C’est une décision qui passerait presque inaperçue, tant l’annonce de l’arrivée prochaine du chiffrement de bout en bout sur iCloud prend toute la lumière. Elle tient en une phrase. Au détour de son entretien avec le Wall Street Journal, le 7 décembre 2022, Craig Federighi, le vice-président d’Apple et patron de l’ingénierie logicielle, a confirmé l’arrêt d’un projet qui a fait couler beaucoup d’encre en 2021.

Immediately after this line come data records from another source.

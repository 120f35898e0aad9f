use std::io::Read;

use reqwest::blocking::Client;

use crate::error::FetchError;

/// An opened download: a readable body plus its advertised length.
pub struct Response<R> {
    pub body: R,
    pub content_length: Option<u64>,
}

/// Where the bytes come from. The fetcher only needs to open a URL and read it.
pub trait Source {
    type Body: Read;

    fn open(&self, url: &str) -> Result<Response<Self::Body>, FetchError>;
}

/// Plain blocking HTTP(S) GET. The client is only built once a request is
/// actually made.
pub struct HttpSource {
    client: Option<Client>,
}

impl HttpSource {
    pub fn new() -> Self {
        HttpSource { client: None }
    }

    pub fn with_client(client: Client) -> Self {
        HttpSource {
            client: Some(client),
        }
    }

    fn client(&self) -> Result<Client, FetchError> {
        match &self.client {
            Some(client) => Ok(client.clone()),
            // reqwest's blocking client times out after 30s by default, far
            // too short for a checkpoint of this size.
            None => Ok(Client::builder().timeout(None).build()?),
        }
    }
}

impl Source for HttpSource {
    type Body = reqwest::blocking::Response;

    fn open(&self, url: &str) -> Result<Response<Self::Body>, FetchError> {
        log::debug!("GET {}", url);
        let response = self.client()?.get(url).send()?;
        let status = response.status();
        if !status.is_success() {
            return Err(FetchError::Status {
                code: status.as_u16(),
            });
        }

        let content_length = response.content_length();
        log::debug!("response {} with content-length {:?}", status, content_length);
        Ok(Response {
            body: response,
            content_length,
        })
    }
}
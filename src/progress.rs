use indicatif::{ProgressBar, ProgressDrawTarget, ProgressStyle};

const BAR_TEMPLATE: &str = "{msg} {percent}% [{pos} / {len} bytes] {wide_bar:.cyan/blue} ({bytes_per_sec}, {eta})";

const SPINNER_TEMPLATE: &str = "{spinner:.blue} {msg} [{pos} bytes] ({bytes_per_sec})";

const PB_CHARS: &str = "█▓▒░  ";

/// Console progress for a single download, fed by the fetcher's
/// `(bytes_so_far, total)` callback.
pub struct ProgressReporter {
    pb: ProgressBar,
    sized: bool,
}

impl ProgressReporter {
    pub fn new() -> Self {
        // Progress shares stdout with the status lines.
        let pb = ProgressBar::with_draw_target(None, ProgressDrawTarget::stdout());
        if let Ok(style) = ProgressStyle::with_template(SPINNER_TEMPLATE) {
            pb.set_style(style);
        }
        pb.set_message("Downloading:");
        ProgressReporter { pb, sized: false }
    }

    /// Switches to a bar the first time a total is known.
    pub fn update(&mut self, done: u64, total: Option<u64>) {
        if let (Some(total), false) = (total, self.sized) {
            self.pb.set_length(total);
            if let Ok(style) = ProgressStyle::with_template(BAR_TEMPLATE) {
                self.pb.set_style(style.progress_chars(PB_CHARS));
            }
            self.sized = true;
        }
        self.pb.set_position(done);
    }

    pub fn finish(self) {
        self.pb.finish_and_clear();
    }

    pub fn abandon(self) {
        self.pb.abandon();
    }
}
//! Given steps for sync pass BDD scenarios.

use super::world::{SyncWorld, parse_date, parse_instant, run_async};
use chrono::TimeDelta;
use eyre::WrapErr;
use rstest_bdd_macros::given;
use tasksync::sync::domain::{TaskFields, TaskTitle};

#[given(r#"a side A task "{title}" due "{due}" edited at "{edited_at}""#)]
fn side_a_task(
    world: &mut SyncWorld,
    title: String,
    due: String,
    edited_at: String,
) -> Result<(), eyre::Report> {
    let task_title = TaskTitle::new(title).wrap_err("scenario task title")?;
    let fields = TaskFields::new(task_title).with_due_date(Some(parse_date(&due)?));
    world.side_a.insert(fields, parse_instant(&edited_at)?);
    Ok(())
}

#[given(r#"side B refuses writes for "{title}""#)]
fn side_b_refuses(world: &mut SyncWorld, title: String) {
    world.side_b.reject_writes_titled(title);
}

#[given("a sync pass has run")]
fn sync_pass_has_run(world: &mut SyncWorld) -> Result<(), eyre::Report> {
    world.clock.advance(TimeDelta::minutes(1));
    run_async(world.driver.run_once()).wrap_err("run setup sync pass")?;
    Ok(())
}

Un outil de lutte contre la pédopornographie
L’outil en question devait entrer dans la lutte contre la diffusion et le stockage de contenus pédopornographiques (que l’on appelle en anglais CSAM, pour child sexual abuse material). Il a été présenté à l’été 2021. L’ambition de l’entreprise américaine ? Mobiliser un logiciel capable de scanner les contenus sur l’iPhone pour détecter ce genre de fichier.
Cet outil, baptisé NeuralMatch, fonctionnait en récupérant la signature d’une image envoyée sur iCloud (dans le cadre de la sauvegarde de l’iPhone) pour la comparer avec les signatures de clichés pédopornographiques figurant dans une base de données. Si plusieurs correspondances étaient relevées, une alerte devait être émise pour des investigations supplémentaires.
Lors de la présentation de cet outil, Apple avait pris soin de décrire les mesures de protection pour éviter les faux positifs et les dérives. Cela n’avait pas permis d’éteindre les critiques contre NeuralMatch, apparues immédiatement après sa présentation ; celles-ci considéraient que la firme de Cupertino mettait le doigt dans un engrenage dont elle ne pourrait pas se défaire.
NeuralMatch a été critiqué d’emblée
Devant la levée de boucliers et les craintes de voir cet outil aux finalités légitimes être détourné un jour — pour d’autres types de contenus illicites à la demande des autorités, en élargissant de plus en plus le spectre des demandes — ou affaiblir la confidentialité des contenus sur l’iPhone, la société avait fini par tout mettre en pause.
À l’époque, la société justifiait ce report pour avoir davantage de temps afin de corriger certains aspects de NeuralMatch, dans le but de tenir compte des retours du public, mais également des spécialistes et des organisations de défense de la vie privée. Mais plus d’un an après, c’est un revirement dans les plans du groupe, puisqu’il n’est plus question de développer NeuralMatch.
L’arrêt de NeuralMatch ne signe pas le renoncement d’Apple pour combattre les contenus pédopornographiques, ni les efforts du groupe pour préserver la tranquillité des individus, notamment mineurs. La preuve : avec iOS 16, iPadOS 16 ou macOS Ventura, il y a maintenant une option qui opère localement sur l’appareil pour filtrer la nudité non sollicitée.
Apple n’aurait pas été la première entreprise tech à explorer cette analyse contre les contenus CSAM. En 2014, Google avait signalé aux autorités un internaute qui avait envoyé des photos pédopornographiques via Gmail. La firme de Mountain View a depuis mobilisé d’autres outils pour les combattre. En Europe, il existe aussi des réflexions sur ce sujet. Un plan de bataille a d’ailleurs été présenté en 2022, mais il a, lui aussi, déclenché une vive controverse, pour les mêmes raisons.